PhD Math Defence: Complex Matrix Scalings, Extremal Permanents, and the Geometric Measure of Entanglement

CANDIDATE:   GEORGE HUTCHINSON

ABSTRACT:

An n x n matrix with complex entries is said to be doubly quasi-stochastic (DQS) if all row and column sums are equal to one. Given a positive definite matrix A and a diagonal matrix D, we say that D*AD is a (complex matrix) scaling of A if D*AD is doubly quasi-stochastic. Motivated by a result of Pereira and Boneng concerning the application of complex matrix scalings to the geometric measure of entanglement of certain symmetric states, we embark upon an investigation of these scalings and their properties.

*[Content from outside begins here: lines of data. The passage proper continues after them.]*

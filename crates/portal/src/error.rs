//! Unified error handling for the portal.

use axum::{
    Json,
    http::StatusCode,
    response::{IntoResponse, Response},
};
use serde_json::json;
use thiserror::Error;

use crate::db::RepositoryError;
use crate::identity::AuthTransportError;

/// Application-level error type for the portal.
#[derive(Debug, Error)]
pub enum AppError {
    /// Database operation failed.
    #[error("Database error: {0}")]
    Database(#[from] RepositoryError),

    /// Identity provider operation failed.
    #[error("Identity provider error: {0}")]
    Identity(#[from] AuthTransportError),

    /// Resource not found.
    #[error("Not found: {0}")]
    NotFound(String),

    /// User is not authenticated.
    #[error("Unauthorized: {0}")]
    Unauthorized(String),

    /// User lacks permission.
    #[error("Forbidden: {0}")]
    Forbidden(String),

    /// Bad request from client.
    #[error("Bad request: {0}")]
    BadRequest(String),

    /// Internal server error.
    #[error("Internal error: {0}")]
    Internal(String),
}

impl IntoResponse for AppError {
    fn into_response(self) -> Response {
        // Log server errors with Sentry
        if matches!(
            self,
            Self::Database(_) | Self::Internal(_) | Self::Identity(_)
        ) {
            let event_id = sentry::capture_error(&self);
            tracing::error!(
                error = %self,
                sentry_event_id = %event_id,
                "Portal request error"
            );
        }

        let status = match &self {
            Self::Database(_) | Self::Internal(_) => StatusCode::INTERNAL_SERVER_ERROR,
            Self::Identity(_) => StatusCode::BAD_GATEWAY,
            Self::NotFound(_) => StatusCode::NOT_FOUND,
            Self::Unauthorized(_) => StatusCode::UNAUTHORIZED,
            Self::Forbidden(_) => StatusCode::FORBIDDEN,
            Self::BadRequest(_) => StatusCode::BAD_REQUEST,
        };

        // Don't expose internal error details to clients
        let message = match &self {
            Self::Database(_) | Self::Internal(_) => "Internal server error".to_string(),
            Self::Identity(_) => "Authentication service unavailable".to_string(),
            _ => self.to_string(),
        };

        (status, Json(json!({ "error": message }))).into_response()
    }
}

We begin with an existence theorem that unifies complex matrix scalings together with other classical notions of scaling (Sinkhorn scaling, Marshall and Olkin's scaling of copositive real matrices, etc.). We then discuss the notion of double quasi-stochasticity as it pertains to tensors (ie. hypermatrices) and we extend some classical scaling results to these higher-order objects.

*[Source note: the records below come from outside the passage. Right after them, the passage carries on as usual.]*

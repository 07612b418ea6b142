//! Armorfloor Core - Shared types library.
//!
//! This crate provides the domain types used across the Armorfloor portal:
//! - `portal` - Customer-facing site, dashboards, and the auth layer
//! - `integration-tests` - Whole-router tests against fake collaborators
//!
//! # Architecture
//!
//! The core crate contains only types - no I/O, no database access, no HTTP
//! clients. Everything that talks to the outside world lives in `portal`.
//!
//! # Modules
//!
//! - [`types`] - Newtype wrappers for emails and user ids, plus the canonical
//!   [`types::Role`] enum with its normalization rules

#![cfg_attr(not(test), forbid(unsafe_code))]

pub mod types;

pub use types::*;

Returning to the study of complex matrix scalings of positive definite matrices, we disprove a conjecture of Pereira and Boneng concerning the cardinality of the set of complex matrix scalings for a given positive definite matrix A. In particular, we show that a given 3 x 3 real matrix has at most 6 scalings, and that when n > 3 there exist n x n matrices with infinitely many scalings. Using the application to quantum entanglement as motivation, we consider complex matrix scalings of extremal permanent; that is, given positive definite A, we investigate the scaling(s) of A that have maximal (minimal) permanent. We prove that scalings with maximal permanent satisfy a certain optimization condition and use this condition to derive topological properties of this set as well as a lower bound on the permanent of these "maximal scalings". We also arrive at an upper bound on the permanent of certain "minimal scalings" and use these results to bound the geometric measure of entanglement of symmetric states that satisfy certain conditions.

We close with a discussion of possible future work and open problems in the study of matrix scalings, including: a scaling algorithm that builds on the work of O'Leary; the permanent conjecture of Chollet and Drury; the problem of maximizing the permanent of an n x n matrix with prescribed eigenvalues; and mutually unbiased bases.